+++ Dataset

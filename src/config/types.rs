//! Configuration types for pay calculation.
//!
//! This module contains the strongly-typed rate structures that are either
//! built from the agreement constants or deserialized from a YAML file.

use rust_decimal::Decimal;
use serde::{Deserialize, Serialize};

/// The fixed base hourly wage in NOK (177.53).
pub const BASE_HOURLY_WAGE: Decimal = Decimal::from_parts(17753, 0, 0, false, 2);

/// Weekday surcharge between 18:00 and 21:00, NOK per hour.
pub const WEEKDAY_AFTER_18: Decimal = Decimal::from_parts(22, 0, 0, false, 0);
/// Weekday surcharge after 21:00, NOK per hour.
pub const WEEKDAY_AFTER_21: Decimal = Decimal::from_parts(45, 0, 0, false, 0);
/// Saturday surcharge between 13:00 and 15:00, NOK per hour.
pub const SATURDAY_AFTER_13: Decimal = Decimal::from_parts(45, 0, 0, false, 0);
/// Saturday surcharge between 15:00 and 18:00, NOK per hour.
pub const SATURDAY_AFTER_15: Decimal = Decimal::from_parts(55, 0, 0, false, 0);
/// Saturday surcharge after 18:00, NOK per hour.
pub const SATURDAY_AFTER_18: Decimal = Decimal::from_parts(110, 0, 0, false, 0);
/// Flat Sunday surcharge for every hour worked, NOK per hour.
pub const SUNDAY: Decimal = Decimal::from_parts(115, 0, 0, false, 0);

/// Allowance surcharges keyed by time window.
///
/// Every rate is an amount in NOK added per hour worked inside the window.
///
/// # Example
///
/// ```
/// use pay_engine::config::AllowanceRates;
/// use rust_decimal::Decimal;
///
/// let rates = AllowanceRates::default();
/// assert_eq!(rates.sunday, Decimal::from(115));
/// assert_eq!(rates.weekday_after_18, Decimal::from(22));
/// ```
#[derive(Debug, Clone, Copy, PartialEq, Eq, Serialize, Deserialize)]
pub struct AllowanceRates {
    /// Weekday 18:00-21:00.
    pub weekday_after_18: Decimal,
    /// Weekday after 21:00.
    pub weekday_after_21: Decimal,
    /// Saturday 13:00-15:00.
    pub saturday_after_13: Decimal,
    /// Saturday 15:00-18:00.
    pub saturday_after_15: Decimal,
    /// Saturday after 18:00.
    pub saturday_after_18: Decimal,
    /// Sunday, all day.
    pub sunday: Decimal,
}

impl Default for AllowanceRates {
    fn default() -> Self {
        Self {
            weekday_after_18: WEEKDAY_AFTER_18,
            weekday_after_21: WEEKDAY_AFTER_21,
            saturday_after_13: SATURDAY_AFTER_13,
            saturday_after_15: SATURDAY_AFTER_15,
            saturday_after_18: SATURDAY_AFTER_18,
            sunday: SUNDAY,
        }
    }
}

/// The complete rate table used by the engine.
///
/// Built once at start-up and never mutated afterwards.
#[derive(Debug, Clone, Copy, PartialEq, Eq, Serialize, Deserialize)]
pub struct PayRates {
    /// The base wage paid for every hour worked.
    pub base_hourly_wage: Decimal,
    /// Time-window surcharges on top of the base wage.
    pub allowances: AllowanceRates,
}

impl Default for PayRates {
    fn default() -> Self {
        Self {
            base_hourly_wage: BASE_HOURLY_WAGE,
            allowances: AllowanceRates::default(),
        }
    }
}
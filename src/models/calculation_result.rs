//! Calculation result models for the pay engine.
//!
//! This module contains the [`PayCalculation`] type and the per-shift
//! [`ShiftDetail`] records it aggregates. Amounts are plain NOK values;
//! currency formatting belongs to the display layer.

use rust_decimal::Decimal;
use serde::{Deserialize, Serialize};

/// The pay breakdown for a single shift.
///
/// # Example
///
/// ```
/// use pay_engine::models::ShiftDetail;
/// use rust_decimal::Decimal;
/// use std::str::FromStr;
///
/// let detail = ShiftDetail {
///     shift_id: "shift_001".to_string(),
///     date: "onsdag 14. januar 2026".to_string(),
///     hours: Decimal::from(8),
///     base_wage: Decimal::from_str("1420.24").unwrap(),
///     allowances: Decimal::ZERO,
///     total: Decimal::from_str("1420.24").unwrap(),
///     breakdown: vec![],
/// };
/// assert_eq!(detail.total, detail.base_wage + detail.allowances);
/// ```
#[derive(Debug, Clone, PartialEq, Eq, Serialize, Deserialize)]
pub struct ShiftDetail {
    /// The ID of the shift this detail was computed from.
    pub shift_id: String,
    /// The shift date in long Norwegian form, e.g. "lørdag 17. januar 2026".
    pub date: String,
    /// Hours worked in the shift.
    pub hours: Decimal,
    /// Hours multiplied by the base hourly wage.
    pub base_wage: Decimal,
    /// Sum of all allowance surcharges for the shift.
    pub allowances: Decimal,
    /// Base wage plus allowances.
    pub total: Decimal,
    /// One line per allowance-bearing segment, in time order.
    pub breakdown: Vec<String>,
}

/// The aggregate result of a pay calculation.
///
/// `Default` is the result for an empty shift list: all totals zero and no
/// details.
#[derive(Debug, Clone, Default, PartialEq, Eq, Serialize, Deserialize)]
pub struct PayCalculation {
    /// Total base wage across all shifts.
    pub base_wage: Decimal,
    /// Total allowances across all shifts.
    pub allowances: Decimal,
    /// Base wage plus allowances; the taxable amount.
    pub total_before_tax: Decimal,
    /// Tax withheld from the taxable amount.
    pub tax: Decimal,
    /// Total before tax minus tax.
    pub net_pay: Decimal,
    /// Total hours worked across all shifts.
    pub hours_worked: Decimal,
    /// One detail per input shift, in input order.
    pub details: Vec<ShiftDetail>,
}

++++++

| Exercise description |
Once you have identified the lines above that contain "false", copy each of them.

| Task response |
pub const BASE_HOURLY_WAGE: Decimal = Decimal::from_parts(17753, 0, 0, false, 2);
pub const WEEKDAY_AFTER_18: Decimal = Decimal::from_parts(22, 0, 0, false, 0);
pub const WEEKDAY_AFTER_21: Decimal = Decimal::from_parts(45, 0, 0, false, 0);
pub const SATURDAY_AFTER_13: Decimal = Decimal::from_parts(45, 0, 0, false, 0);
pub const SATURDAY_AFTER_15: Decimal = Decimal::from_parts(55, 0, 0, false, 0);
pub const SATURDAY_AFTER_18: Decimal = Decimal::from_parts(110, 0, 0, false, 0);
pub const SUNDAY: Decimal = Decimal::from_parts(115, 0, 0, false, 0);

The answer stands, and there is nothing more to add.